- Directed by: Peter Deguid
- Written by: Alan Seymour
- Original air date: November 10, 1965
- Running time: 75 mins

= The Trial and Torture of Sir John Rampayne =

The Trial and Torture of Sir John Rampayne is a 1965 British television play by Alan Seymour. It starred Jack Hawkins who later wrote "For me, this was a personal trial and torture, for it was then I realised I had more than a sore throat; I had cancer."

==Premise==
An elderly right-wing politician is kidnapped by a pop singer called Wolf, seemingly as part of a student prank. But his captors have a more alarming agenda.

==Cast==
- Jack Hawkins as Sir John Rampayne
- Ian McKellen as Wolf
- Faith Brook as Eleanor Brinson
- Mary Hinton as Lady Rampayne
- Meredith Edwards as Roland Sloane
- Robert James as Denzil Trafford
- Morris Perry as Chief Superintendent James
- Sheila Ballantine as Dr. Scott-Studley

==Production==
It was a rare television appearance for Jack Hawkins. Hawkins had suffered serious throat trouble since making League of Gentlemen and discovered he had throat cancer. It was treated and Hawkins resumed his career. Then he started losing his voice again while making The Guns at Batasi and the conditioned worsened. Rehearsing the TV play, Hawkins wrote "was a fearful trial and torture for me. Every rehearsal at the dreary drill hall in Wandsworth which we had hired became an act of endurance."

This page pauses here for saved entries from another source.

//! Entry routes, including the record-today shortcut.

use super::deleted;
use crate::error::ApiError;
use crate::{run_blocking, AppState};
use axum::extract::rejection::{JsonRejection, QueryRejection};
use axum::extract::{Path, Query, State};
use axum::http::StatusCode;
use axum::Json;
use goaltrack_core::{Entry, EntryValue};
use serde::Deserialize;
use serde_json::Value;

#[derive(Debug, Deserialize)]
#[serde(rename_all = "camelCase")]
pub struct EntriesQuery {
    goal_id: Option<String>,
}

/// Body of `POST /api/goals/:id/today`. Without a value, adherence goals
/// toggle today's flag.
#[derive(Debug, Default, Deserialize)]
pub struct TodayBody {
    #[serde(default)]
    value: Option<EntryValue>,
}

pub async fn list(
    State(state): State<AppState>,
    query: Result<Query<EntriesQuery>, QueryRejection>,
) -> Result<Json<Vec<Entry>>, ApiError> {
    let Query(query) = query?;
    run_blocking(move || Ok(state.entries().list_entries(query.goal_id.as_deref())?))
        .await
        .map(Json)
}

pub async fn create(
    State(state): State<AppState>,
    payload: Result<Json<Entry>, JsonRejection>,
) -> Result<(StatusCode, Json<Entry>), ApiError> {
    let Json(entry) = payload?;
    let entry = run_blocking(move || Ok(state.entries().create_entry(entry)?)).await?;
    Ok((StatusCode::CREATED, Json(entry)))
}

pub async fn get_one(
    State(state): State<AppState>,
    Path(id): Path<String>,
) -> Result<Json<Entry>, ApiError> {
    run_blocking(move || Ok(state.entries().get_entry(&id)?))
        .await
        .map(Json)
}

pub async fn replace(
    State(state): State<AppState>,
    Path(id): Path<String>,
    payload: Result<Json<Entry>, JsonRejection>,
) -> Result<Json<Entry>, ApiError> {
    let Json(entry) = payload?;
    run_blocking(move || Ok(state.entries().update_entry(&id, entry)?))
        .await
        .map(Json)
}

pub async fn remove(
    State(state): State<AppState>,
    Path(id): Path<String>,
) -> Result<Json<Value>, ApiError> {
    run_blocking(move || Ok(state.entries().delete_entry(&id)?)).await?;
    Ok(deleted())
}

pub async fn record_today(
    State(state): State<AppState>,
    Path(goal_id): Path<String>,
    payload: Result<Json<TodayBody>, JsonRejection>,
) -> Result<Json<Entry>, ApiError> {
    let Json(body) = payload?;
    run_blocking(move || {
        let service = state.entries();
        let entry = match body.value {
            Some(value) => service.record_today(&goal_id, value)?,
            None => service.toggle_adherence_today(&goal_id)?,
        };
        Ok(entry)
    })
    .await
    .map(Json)
}
//! JSON-over-HTTP shell around `goaltrack_core`.
//!
//! # Responsibility
//! - Map REST routes onto core services.
//! - Render core errors as `{"error": ...}` bodies with HTTP status codes.
//!
//! # Invariants
//! - Handlers hold no state of their own; every request builds services
//!   from the shared store and clock.
//! - File I/O runs on the blocking thread pool, never on the async runtime.

mod api;
pub mod config;
pub mod error;

use error::ApiError;
use goaltrack_core::service::{EntryService, GoalService, TagService, TodoService};
use goaltrack_core::{Clock, JsonFileStore, RecordRepository};
use std::sync::Arc;

pub use api::router;
pub use config::ServerConfig;

pub type SharedClock = Arc<dyn Clock + Send + Sync>;

/// State shared by every handler.
#[derive(Clone)]
pub struct AppState {
    store: JsonFileStore,
    clock: SharedClock,
}

impl AppState {
    pub fn new(store: JsonFileStore, clock: impl Clock + Send + Sync + 'static) -> Self {
        Self {
            store,
            clock: Arc::new(clock),
        }
    }

    pub(crate) fn goals(&self) -> GoalService<JsonFileStore, JsonFileStore, SharedClock> {
        GoalService::from_store(&self.store, self.clock.clone())
    }

    pub(crate) fn entries(&self) -> EntryService<JsonFileStore, JsonFileStore, SharedClock> {
        EntryService::from_store(&self.store, self.clock.clone())
    }

    pub(crate) fn todos(&self) -> TodoService<JsonFileStore, SharedClock> {
        TodoService::new(RecordRepository::new(self.store.clone()), self.clock.clone())
    }

    pub(crate) fn tags(&self) -> TagService<JsonFileStore> {
        TagService::new(RecordRepository::new(self.store.clone()))
    }
}

/// Runs a storage-touching closure on the blocking pool.
pub(crate) async fn run_blocking<T, F>(task: F) -> Result<T, ApiError>
where
    F: FnOnce() -> Result<T, ApiError> + Send + 'static,
    T: Send + 'static,
{
    tokio::task::spawn_blocking(task).await?
}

Two days before the show was to air Hawkins coughed up blood. He saw a doctor who thought it was a burst blood vessel. His doctors advised him to not speak at all but Hawkins insisted on completing the play.

"Someone stood in for me at the dress rehearsal of the TV play, but I was able to go through with the actual public performance, with the aid of pain-killing injections given to me by my throat specialist," wrote Hawkins.

Hawkins then filmed some episodes of Dr Kildare in Hollywood. His voice disintegrated further and he visited a throat specialist who diagnosed cancer. He would never speak again on screen using his own voice.

==Reception==
Western Daily Press said Hawkins "did the best he could with a script which I trust he could follow better than I did."

The Daily Telegraph said "when it came to the crunch... we got a rewarding 30 minutes or so and admirable performances."

Hawkins' wife later wrote "it was a strange story and I rather hated it."

==Notes==
- Hawkins, Jack (1973). "Anything for a quiet life; the autobiography of Jack Hawkins"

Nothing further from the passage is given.